**Task objective**:
The lines from the start of the data through the line with "let layout = figure.layout;" are to be returned verbatim; all later lines are to be omitted.

—————

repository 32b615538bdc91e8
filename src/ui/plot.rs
use eframe::egui::{PointerButton, Ui};
use egui_extras::{Size, StripBuilder};
use egui_plot::{Line, Plot, PlotPoint, PlotPoints, Points, Text};

use crate::color::{box_edge_color, AXIS_COLORS, AXIS_NAMES, MARKER_COLOR};
use crate::figure::Subplot;
use crate::layout::GRID_COLUMNS;
use crate::state::AppState;
use crate::view::{OrbitView, PROJECTED_EXTENT};

/// Scatter marker radius in points.
const MARKER_RADIUS: f32 = 1.5;

/// Room left around the projected box.
const MARGIN: f64 = 1.1;

// ---------------------------------------------------------------------------
// Subplot grid (central panel)
// ---------------------------------------------------------------------------

/// Render every subplot in a `rows × 3` grid of equal cells.
pub fn sample_grid(ui: &mut Ui, state: &mut AppState) {
    let AppState { figure, views, .. } = state;
    let layout = figure.layout;

    // `{}` is a valid file with zero rows: show a notice instead of failing.
    if layout.count() == 0 {
        ui.centered_and_justified(|ui: &mut Ui| {
            ui.heading("The sample file has no labels");
        });
        return;
    }

    StripBuilder::new(ui)
        .sizes(Size::remainder(), layout.rows())
        .vertical(|mut rows| {
            for row in 0..layout.rows() {
                rows.strip(|builder| {
                    builder
                        .sizes(Size::remainder(), GRID_COLUMNS)
                        .horizontal(|mut cells| {
                            for column in 0..GRID_COLUMNS {
                                match layout.index_at(row, column) {
                                    Some(i) => cells.cell(|ui: &mut Ui| {
                                        subplot(ui, i, &figure.subplots[i], &mut views[i]);
                                    }),
                                    None => cells.empty(),
                                }
                            }
                        });
                });
            }
        });
}

/// One titled 3D scatter panel. Primary-drag orbits, double-click resets.
fn subplot(ui: &mut Ui, index: usize, subplot: &Subplot, view: &mut OrbitView) {
    ui.vertical_centered(|ui: &mut Ui| {
        ui.strong(&subplot.title);
    });

    let edge_color = box_edge_color(ui.visuals());
    let camera = *view;
    let extent = PROJECTED_EXTENT * MARGIN;

    let response = Plot::new(("subplot", index))
        .data_aspect(1.0)
        .show_axes(false)
        .show_grid(false)
        .show_x(false)
        .show_y(false)
        .allow_drag(false)
        .allow_zoom(false)
        .allow_scroll(false)
        .allow_boxed_zoom(false)
        .allow_double_click_reset(false)
        .include_x(-extent)
        .include_x(extent)
        .include_y(-extent)
        .include_y(extent)
        .show(ui, |plot_ui| {
            for [a, b] in camera.box_edges() {
                plot_ui.line(Line::new(vec![a, b]).color(edge_color).width(0.5));
            }

            let axes = camera.axis_tips().into_iter().zip(AXIS_COLORS).zip(AXIS_NAMES);
            for ((tip, color), name) in axes {
                plot_ui.line(Line::new(vec![[0.0, 0.0], tip]).color(color).width(1.0));
                plot_ui.text(
                    Text::new(PlotPoint::new(tip[0] * MARGIN, tip[1] * MARGIN), name).color(color),
                );
            }

            let points: PlotPoints = subplot
                .markers
                .iter()
                .map(|p| camera.project(p, &subplot.bounds))
                .collect();
            plot_ui.points(Points::new(points).color(MARKER_COLOR).radius(MARKER_RADIUS));
        })
        .response;

    if response.dragged_by(PointerButton::Primary) {
        let delta = response.drag_delta();
        view.rotate_by(delta.x as f64, delta.y as f64);
    }
    if response.double_clicked() {
        *view = OrbitView::default();
    }
}
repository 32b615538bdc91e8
use anyhow::{Context, Result};
use clap::Parser;
use eframe::egui;

use sample_grid::app::SampleGridApp;
use sample_grid::config::{ViewerConfig, MIN_WINDOW_SIZE, WINDOW_SIZE};
use sample_grid::data::loader::load_file;
use sample_grid::state::AppState;

fn main() -> Result<()> {
    env_logger::init();
    let config = ViewerConfig::parse();

    // Everything is checked before the window opens: no partial figure.
    let samples = load_file(&config.path)?;
    let state = AppState::new(&config.path, samples, config.plot_options())
        .with_context(|| format!("plotting {}", config.path.display()))?;
    log::info!(
        "Showing {} subplots ({} rows)",
        state.figure.subplots.len(),
        state.figure.layout.rows()
    );

    let options = eframe::NativeOptions {
        viewport: egui::ViewportBuilder::default()
            .with_inner_size(WINDOW_SIZE)
            .with_min_inner_size(MIN_WINDOW_SIZE),
        ..Default::default()
    };

    // Blocks until the window is closed.
    eframe::run_native(
        "Sample Grid – Importance Sampling Viewer",
        options,
        Box::new(|_cc| Ok(Box::new(SampleGridApp::new(state)))),
    )
    .map_err(|e| anyhow::anyhow!("display failed: {e}"))
}
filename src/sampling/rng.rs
/// Source of uniform random numbers in `[0, 1)`.
pub trait UniformSource {
    fn next_f64(&mut self) -> f64;

    /// Two independent draws.
    fn next_2d(&mut self) -> [f64; 2] {
        [self.next_f64(), self.next_f64()]
    }
}

/// Small deterministic PRNG (xoshiro256**), seeded through splitmix64.
#[derive(Debug, Clone)]
pub struct SimpleRng {
    state: [u64; 4],
}

impl SimpleRng {
    pub fn new(seed: u64) -> Self {
        let mut s = [0u64; 4];
        let mut x = seed;
        for slot in &mut s {
            x = x.wrapping_add(0x9e37_79b9_7f4a_7c15);
            let mut z = x;
            z = (z ^ (z >> 30)).wrapping_mul(0xbf58_476d_1ce4_e5b9);
            z = (z ^ (z >> 27)).wrapping_mul(0x94d0_49bb_1331_11eb);
            *slot = z ^ (z >> 31);
        }
        SimpleRng { state: s }
    }

    pub fn next_u64(&mut self) -> u64 {
        let result = self.state[1].wrapping_mul(5).rotate_left(7).wrapping_mul(9);
        let t = self.state[1] << 17;
        self.state[2] ^= self.state[0];
        self.state[3] ^= self.state[1];
        self.state[1] ^= self.state[2];
        self.state[0] ^= self.state[3];
        self.state[2] ^= t;
        self.state[3] = self.state[3].rotate_left(45);
        result
    }
}

impl UniformSource for SimpleRng {
    fn next_f64(&mut self) -> f64 {
        (self.next_u64() >> 11) as f64 / (1u64 << 53) as f64
    }
}
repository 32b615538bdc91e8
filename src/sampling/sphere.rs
use std::f64::consts::PI;

use glam::DVec3;

use super::rng::UniformSource;

/// Canonical frame normal: samplers draw around +z.
pub const UP: DVec3 = DVec3::Z;

/// Hemisphere sampling strategies.
///
/// Every sampler draws directions around +z (`z >= 0`, unit length) and
/// reports the probability density of the drawn direction with respect to
/// solid angle.
#[derive(Debug, Clone, Copy, PartialEq)]
pub enum HemisphereSampler {
    /// Constant density over the hemisphere.
    Uniform,
    /// Density proportional to `cos θ` (Lambertian).
    CosineWeighted,
    /// Density proportional to `cos^(n+1) θ` for exponent `n`.
    BlinnPhong { exponent: f64 },
}

impl HemisphereSampler {
    /// Label used for this sampler's collection in a sample file.
    pub fn label(&self) -> String {
        match self {
            HemisphereSampler::Uniform => "UniformSampleDir".to_string(),
            HemisphereSampler::CosineWeighted => "CosineWeightedSampleDir".to_string(),
            HemisphereSampler::BlinnPhong { exponent } => {
                format!("BlinnPhongSampleDir {exponent}")
            }
        }
    }

    /// Draw one direction and its density.
    pub fn sample(&self, source: &mut impl UniformSource) -> (DVec3, f64) {
        let [u0, u1] = source.next_2d();
        let cos_theta = match *self {
            HemisphereSampler::Uniform => u0,
            HemisphereSampler::CosineWeighted => u0.sqrt(),
            HemisphereSampler::BlinnPhong { exponent } => u0.powf(1.0 / (exponent + 2.0)),
        };
        let sin_theta = (1.0 - cos_theta * cos_theta).max(0.0).sqrt();
        let (sin_phi, cos_phi) = (2.0 * PI * u1).sin_cos();

        let dir = DVec3::new(sin_theta * cos_phi, sin_theta * sin_phi, cos_theta);
        (dir, self.density(cos_theta))
    }

    /// Density of `dir` for a hemisphere oriented along `normal`.
    pub fn pdf(&self, dir: DVec3, normal: DVec3) -> f64 {
        let cos_theta = dir.normalize_or_zero().dot(normal.normalize_or_zero());
        if cos_theta < 0.0 {
            return 0.0;
        }
        self.density(cos_theta)
    }

    fn density(&self, cos_theta: f64) -> f64 {
        match *self {
            HemisphereSampler::Uniform => 1.0 / (2.0 * PI),
            HemisphereSampler::CosineWeighted => cos_theta / PI,
            HemisphereSampler::BlinnPhong { exponent } => {
                (exponent + 2.0) / (2.0 * PI) * cos_theta.powf(exponent + 1.0)
            }
        }
    }
}

/// Mirror `dir` about the plane with normal `normal`.
pub fn reflect(dir: DVec3, normal: DVec3) -> DVec3 {
    let n = normal.normalize_or_zero();
    dir - 2.0 * dir.dot(n) * n
}

/// Rotate a direction drawn around +z so that +z maps onto `axis`.
pub fn align_to(local: DVec3, axis: DVec3) -> DVec3 {
    let w = axis.normalize_or_zero();
    let (u, v) = w.any_orthonormal_pair();
    u * local.x + v * local.y + w * local.z
}
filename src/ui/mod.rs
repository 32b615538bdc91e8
pub mod panels;
pub mod plot;
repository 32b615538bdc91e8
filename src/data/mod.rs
/// Data layer: core types, loading, and errors.
///
/// Architecture:
/// ```text
///  samples.json
///        │
///        ▼
///   ┌──────────┐
///   │  loader  │  parse file → SampleSet (label → raw points, file order)
///   └──────────┘
///        │
///        ▼
///   ┌───────────┐
///   │ SampleSet │  read-only for the rest of the run
///   └───────────┘
/// ```

pub mod error;
pub mod loader;
pub mod model;

pub use error::SampleError;
pub use model::{Point3, SampleSeries, SampleSet};
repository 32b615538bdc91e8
//! `SAMPLE_GRID_CLAMP_Z` is read from the process environment, so this runs
//! in its own test binary.

use clap::Parser;
use sample_grid::config::ViewerConfig;

const VAR: &str = "SAMPLE_GRID_CLAMP_Z";

fn clamp_z_with(value: &str) -> bool {
    std::env::set_var(VAR, value);
    let cfg = ViewerConfig::try_parse_from(["sample-grid"]);
    std::env::remove_var(VAR);
    cfg.unwrap().plot_options().clamp_z
}

#[test]
fn clamp_env_accepts_common_boolean_spellings() {
    for on in ["1", "true", "yes", "on"] {
        assert!(clamp_z_with(on), "{on}");
    }
    for off in ["0", "false", "no", "off"] {
        assert!(!clamp_z_with(off), "{off}");
    }
}
/// Hemisphere samplers used to produce sample files for the viewer.
///
/// ```text
///   SimpleRng ──► HemisphereSampler ──► align_to(lobe axis) ──► samples.json
/// ```
///
/// Diffuse strategies are drawn around the surface normal (+z); specular
/// lobes are drawn around the mirror of the incoming direction.

pub mod rng;
pub mod sphere;

pub use rng::{SimpleRng, UniformSource};
pub use sphere::{align_to, reflect, HemisphereSampler, UP};

use glam::DVec3;

use crate::data::model::Point3;

/// Axis the sampler's lobe is centred on for light arriving along `incoming`.
pub fn lobe_axis(sampler: &HemisphereSampler, incoming: DVec3) -> DVec3 {
    match sampler {
        HemisphereSampler::BlinnPhong { .. } => reflect(incoming.normalize_or_zero(), UP),
        _ => UP,
    }
}

/// Draw `count` directions from each sampler, keeping sampler order.
pub fn generate(
    samplers: &[HemisphereSampler],
    count: usize,
    incoming: DVec3,
    source: &mut impl UniformSource,
) -> Vec<(String, Vec<Point3>)> {
    samplers
        .iter()
        .map(|sampler| {
            let axis = lobe_axis(sampler, incoming);
            let points = (0..count)
                .map(|_| Point3::from(align_to(sampler.sample(&mut *source).0, axis)))
                .collect();
            (sampler.label(), points)
        })
        .collect()
}
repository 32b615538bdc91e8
use crate::data::model::Point3;
use crate::figure::AxisBounds;

/// Default camera azimuth in degrees.
pub const DEFAULT_AZIMUTH: f64 = -60.0;
/// Default camera elevation in degrees.
pub const DEFAULT_ELEVATION: f64 = 30.0;

/// Degrees of rotation per screen point dragged.
const DRAG_DEGREES_PER_POINT: f64 = 0.5;

/// Largest distance of a projected box corner from the origin.
pub const PROJECTED_EXTENT: f64 = 1.732_050_807_568_877_2;

/// Orthographic camera orbiting the centre of a subplot's axis box.
///
/// The box is first normalised to the cube [-1, 1]³ so every axis gets the
/// same screen length, then viewed from `azimuth` (about +z, measured from
/// +x) and `elevation` (above the xy plane).
#[derive(Debug, Clone, Copy, PartialEq)]
pub struct OrbitView {
    pub azimuth: f64,
    pub elevation: f64,
}

impl Default for OrbitView {
    fn default() -> Self {
        OrbitView {
            azimuth: DEFAULT_AZIMUTH,
            elevation: DEFAULT_ELEVATION,
        }
    }
}

impl OrbitView {
    /// Orbit by a drag of `(dx, dy)` screen points.
    pub fn rotate_by(&mut self, dx: f64, dy: f64) {
        self.azimuth = (self.azimuth - dx * DRAG_DEGREES_PER_POINT) % 360.0;
        self.elevation = (self.elevation + dy * DRAG_DEGREES_PER_POINT).clamp(-90.0, 90.0);
    }

    /// Screen position of `point` inside `bounds`.
    pub fn project(&self, point: &Point3, bounds: &AxisBounds) -> [f64; 2] {
        let n = |axis: usize, v: f64| (v - bounds.center(axis)) / (bounds.span(axis) / 2.0);
        self.project_normalized([n(0, point.x), n(1, point.y), n(2, point.z)])
    }

    /// The twelve edges of the axis box, projected.
    pub fn box_edges(&self) -> Vec<[[f64; 2]; 2]> {
        let corner = |i: usize| -> [f64; 3] {
            [
                if i & 1 == 0 { -1.0 } else { 1.0 },
                if i & 2 == 0 { -1.0 } else { 1.0 },
                if i & 4 == 0 { -1.0 } else { 1.0 },
            ]
        };
        let mut edges = Vec::with_capacity(12);
        for i in 0..8usize {
            for bit in [1usize, 2, 4] {
                if i & bit == 0 {
                    edges.push([
                        self.project_normalized(corner(i)),
                        self.project_normalized(corner(i | bit)),
                    ]);
                }
            }
        }
        edges
    }

    /// Projected end of each positive axis from the box centre, x, y, z.
    pub fn axis_tips(&self) -> [[f64; 2]; 3] {
        [
            self.project_normalized([1.0, 0.0, 0.0]),
            self.project_normalized([0.0, 1.0, 0.0]),
            self.project_normalized([0.0, 0.0, 1.0]),
        ]
    }

    fn project_normalized(&self, [x, y, z]: [f64; 3]) -> [f64; 2] {
        let (sin_az, cos_az) = self.azimuth.to_radians().sin_cos();
        let (sin_el, cos_el) = self.elevation.to_radians().sin_cos();

        // Screen right is the horizontal direction perpendicular to the eye.
        let right = -sin_az * x + cos_az * y;
        let up = -sin_el * cos_az * x - sin_el * sin_az * y + cos_el * z;
        [right, up]
    }
}

#[cfg(test)]
mod tests {
    use super::*;

    fn close(a: [f64; 2], b: [f64; 2]) -> bool {
        (a[0] - b[0]).abs() < 1e-9 && (a[1] - b[1]).abs() < 1e-9
    }

    fn unit_box() -> AxisBounds {
        AxisBounds::default()
    }

    #[test]
    fn centre_projects_to_origin() {
        let bounds = AxisBounds {
            min: [2.0, -4.0, 0.0],
            max: [4.0, 0.0, 1.0],
        };
        let p = OrbitView::default().project(&Point3::new(3.0, -2.0, 0.5), &bounds);
        assert!(close(p, [0.0, 0.0]));
    }

    #[test]
    fn side_view_shows_y_right_and_z_up() {
        let view = OrbitView {
            azimuth: 0.0,
            elevation: 0.0,
        };
        let b = unit_box();
        assert!(close(view.project(&Point3::new(0.0, 1.0, 0.0), &b), [1.0, 0.0]));
        assert!(close(view.project(&Point3::new(0.0, 0.0, 1.0), &b), [0.0, 1.0]));
        // x points at the eye.
        assert!(close(view.project(&Point3::new(1.0, 0.0, 0.0), &b), [0.0, 0.0]));
    }

    #[test]
    fn top_view_hides_z() {
        let view = OrbitView {
            azimuth: 0.0,
            elevation: 90.0,
        };
        let p = view.project(&Point3::new(0.0, 0.0, 1.0), &unit_box());
        assert!(close(p, [0.0, 0.0]));
    }

    #[test]
    fn box_has_twelve_edges_within_extent() {
        let edges = OrbitView::default().box_edges();
        assert_eq!(edges.len(), 12);
        for [a, b] in edges {
            for p in [a, b] {
                assert!(p[0].hypot(p[1]) <= PROJECTED_EXTENT + 1e-9);
            }
        }
    }

    #[test]
    fn default_view_points_z_up() {
        let [_, _, z_tip] = OrbitView::default().axis_tips();
        assert!(z_tip[1] > 0.0);
        assert!(z_tip[0].abs() < 1e-9);
    }

    #[test]
    fn elevation_is_clamped() {
        let mut view = OrbitView::default();
        view.rotate_by(0.0, 10_000.0);
        assert_eq!(view.elevation, 90.0);
        view.rotate_by(20.0, 0.0);
        assert_eq!(view.azimuth, DEFAULT_AZIMUTH - 10.0);
    }
}
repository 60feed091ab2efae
use serde::Serialize;

use crate::view::HtmlView;

/// Reply to an event: the view as it stands right after the event was
/// handled.
#[derive(Debug, Serialize)]
pub struct EventResponse {
    pub accepted: bool,
    pub view: HtmlView,
}
//! Pure rendering of search state into HTML fragments.
//!
//! External text (queries, titles, links, descriptions) only reaches markup
//! through [`Escaped`], which writes it as text content.

use serde::Serialize;
use std::fmt::{self, Write};

use crate::controller::SearchState;
use crate::data_models::{Query, SearchResult};

pub const WORDS_PER_MINUTE: usize = 200;
pub const SKELETON_CARDS: usize = 5;

/// Rendered markup for the results region.
#[derive(Debug, Clone, Default, PartialEq, Eq, Serialize)]
#[serde(transparent)]
pub struct Fragment(String);

impl Fragment {
    pub fn empty() -> Fragment {
        Fragment(String::new())
    }

    pub fn as_str(&self) -> &str {
        &self.0
    }

    pub fn is_empty(&self) -> bool {
        self.0.is_empty()
    }

    pub fn into_string(self) -> String {
        self.0
    }
}

impl fmt::Display for Fragment {
    fn fmt(&self, f: &mut fmt::Formatter<'_>) -> fmt::Result {
        f.write_str(&self.0)
    }
}

/// Display adapter that writes its text HTML-escaped.
pub struct Escaped<'a>(pub &'a str);

impl fmt::Display for Escaped<'_> {
    fn fmt(&self, f: &mut fmt::Formatter<'_>) -> fmt::Result {
        let mut rest = self.0;
        while let Some(pos) = rest.find(['&', '<', '>', '"', '\'']) {
            f.write_str(&rest[..pos])?;
            let entity = match rest.as_bytes()[pos] {
                b'&' => "&amp;",
                b'<' => "&lt;",
                b'>' => "&gt;",
                b'"' => "&quot;",
                _ => "&#39;",
            };
            f.write_str(entity)?;
            rest = &rest[pos + 1..];
        }
        f.write_str(rest)
    }
}

pub fn escape_html(text: &str) -> String {
    Escaped(text).to_string()
}

/// Whitespace-separated tokens of the trimmed text. Blank text is a single
/// empty token, so the count never drops below one. U+FEFF separates words
/// too, as it does for browser regex `\s`.
pub fn word_count(text: &str) -> usize {
    text.split(is_word_separator)
        .filter(|token| !token.is_empty())
        .count()
        .max(1)
}

fn is_word_separator(c: char) -> bool {
    c.is_whitespace() || c == '\u{FEFF}'
}

pub fn reading_time_minutes(text: &str) -> usize {
    word_count(text).div_ceil(WORDS_PER_MINUTE).max(1)
}

#[derive(Debug, Clone, Copy, PartialEq, Eq)]
pub struct DerivedMetrics {
    pub word_count: usize,
    pub reading_time_minutes: usize,
}

impl DerivedMetrics {
    pub fn from_description(description: &str) -> DerivedMetrics {
        DerivedMetrics {
            word_count: word_count(description),
            reading_time_minutes: reading_time_minutes(description),
        }
    }
}

/// Maps controller state to the markup of the results region.
pub fn render(state: &SearchState) -> Fragment {
    match state {
        SearchState::Idle => Fragment::empty(),
        SearchState::Loading { .. } => loading_skeletons(),
        SearchState::Results { query, results } => render_results(results, query),
        SearchState::NoResults { query } => no_results_panel(query),
        SearchState::Error { .. } => error_panel(),
    }
}

pub fn loading_skeletons() -> Fragment {
    let mut html = String::from(r#"<div class="results-grid">"#);
    for _ in 0..SKELETON_CARDS {
        html.push_str(concat!(
            r#"<div class="result-card">"#,
            r#"<div class="skeleton skeleton-title"></div>"#,
            r#"<div class="skeleton skeleton-url"></div>"#,
            r#"<div class="skeleton skeleton-text"></div>"#,
            r#"<div class="skeleton skeleton-text" style="width: 80%;"></div>"#,
            r#"<div class="skeleton skeleton-text" style="width: 60%;"></div>"#,
            "</div>",
        ));
    }
    html.push_str("</div>");
    Fragment(html)
}

/// Header plus one card per result, in input order. An empty slice renders
/// the no-results panel instead.
pub fn render_results(results: &[SearchResult], query: &Query) -> Fragment {
    if results.is_empty() {
        return no_results_panel(query);
    }

    let mut html = String::new();
    // Writing into a String cannot fail.
    let _ = write!(
        html,
        r#"<div class="search-results-header"><p class="results-count">Found <strong>{}</strong> results for "<span class="search-query">{}</span>"</p></div>"#,
        results.len(),
        Escaped(query.as_str()),
    );
    html.push_str(r#"<div class="results-grid">"#);
    for (index, result) in results.iter().enumerate() {
        write_card(&mut html, result, index);
    }
    html.push_str("</div>");
    Fragment(html)
}

fn write_card(html: &mut String, result: &SearchResult, index: usize) {
    let metrics = DerivedMetrics::from_description(&result.description);
    let link = Escaped(&result.link);
    let _ = write!(
        html,
        concat!(
            r#"<article class="result-card" style="animation-delay: {delay:.1}s;">"#,
            r#"<a href="{link}" target="_blank" rel="noopener noreferrer" class="result-title">{title}</a>"#,
            r#"<a href="{link}" target="_blank" rel="noopener noreferrer" class="result-url">{link}</a>"#,
            r#"<p class="result-description">{description}</p>"#,
            r#"<div class="result-meta">"#,
            r#"<span class="reading-time">{minutes} min read</span>"#,
            r#"<span class="word-count">{words} words</span>"#,
            "</div></article>",
        ),
        delay = index as f64 * 0.1,
        link = link,
        title = Escaped(&result.title),
        description = Escaped(&result.description),
        minutes = metrics.reading_time_minutes,
        words = metrics.word_count,
    );
}

pub fn no_results_panel(query: &Query) -> Fragment {
    Fragment(format!(
        concat!(
            r#"<div class="no-results">"#,
            r#"<h3 class="no-results-title">No results found</h3>"#,
            r#"<p class="no-results-description">We couldn't find any articles matching "<strong>{}</strong>". "#,
            "Try searching with different keywords or check your spelling.</p>",
            "</div>",
        ),
        Escaped(query.as_str()),
    ))
}

pub fn error_panel() -> Fragment {
    Fragment(
        concat!(
            r#"<div class="no-results">"#,
            r#"<h3 class="no-results-title">Something went wrong</h3>"#,
            r#"<p class="no-results-description">Unable to search Wikipedia at the moment. "#,
            "Please check your internet connection and try again.</p>",
            "</div>",
        )
        .to_string(),
    )
}

#[test]
fn test_escape_html() {
    assert_eq!(escape_html("plain text"), "plain text");
    assert_eq!(
        escape_html(r#"<a href="x">Tom & 'Jerry'</a>"#),
        "&lt;a href=&quot;x&quot;&gt;Tom &amp; &#39;Jerry&#39;&lt;/a&gt;"
    );
    assert_eq!(escape_html("naïve → ünïcode"), "naïve → ünïcode");
}

#[test]
fn test_word_count() {
    assert_eq!(word_count(""), 1);
    assert_eq!(word_count("   \n\t "), 1);
    assert_eq!(word_count("one"), 1);
    assert_eq!(word_count("  two   words "), 2);
    assert_eq!(word_count("tabs\tand\nnew\r\nlines"), 4);
    assert_eq!(word_count("a\u{FEFF}b"), 2);
    assert_eq!(word_count("\u{FEFF}"), 1);
    assert_eq!(word_count("\u{FEFF} lead and trail \u{FEFF}"), 3);
}

#[test]
fn test_reading_time() {
    assert_eq!(reading_time_minutes(""), 1);
    assert_eq!(reading_time_minutes("a few words"), 1);

    let exactly_two_hundred = vec!["word"; 200].join(" ");
    assert_eq!(reading_time_minutes(&exactly_two_hundred), 1);

    let two_hundred_one = vec!["word"; 201].join(" ");
    assert_eq!(reading_time_minutes(&two_hundred_one), 2);
}

#[test]
fn test_idle_renders_nothing() {
    assert!(render(&SearchState::Idle).is_empty());
}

—————

**Exercise response**:
repository 32b615538bdc91e8
filename src/ui/plot.rs
use eframe::egui::{PointerButton, Ui};
use egui_extras::{Size, StripBuilder};
use egui_plot::{Line, Plot, PlotPoint, PlotPoints, Points, Text};

use crate::color::{box_edge_color, AXIS_COLORS, AXIS_NAMES, MARKER_COLOR};
use crate::figure::Subplot;
use crate::layout::GRID_COLUMNS;
use crate::state::AppState;
use crate::view::{OrbitView, PROJECTED_EXTENT};

/// Scatter marker radius in points.
const MARKER_RADIUS: f32 = 1.5;

/// Room left around the projected box.
const MARGIN: f64 = 1.1;

// ---------------------------------------------------------------------------
// Subplot grid (central panel)
// ---------------------------------------------------------------------------

/// Render every subplot in a `rows × 3` grid of equal cells.
pub fn sample_grid(ui: &mut Ui, state: &mut AppState) {
    let AppState { figure, views, .. } = state;
    let layout = figure.layout;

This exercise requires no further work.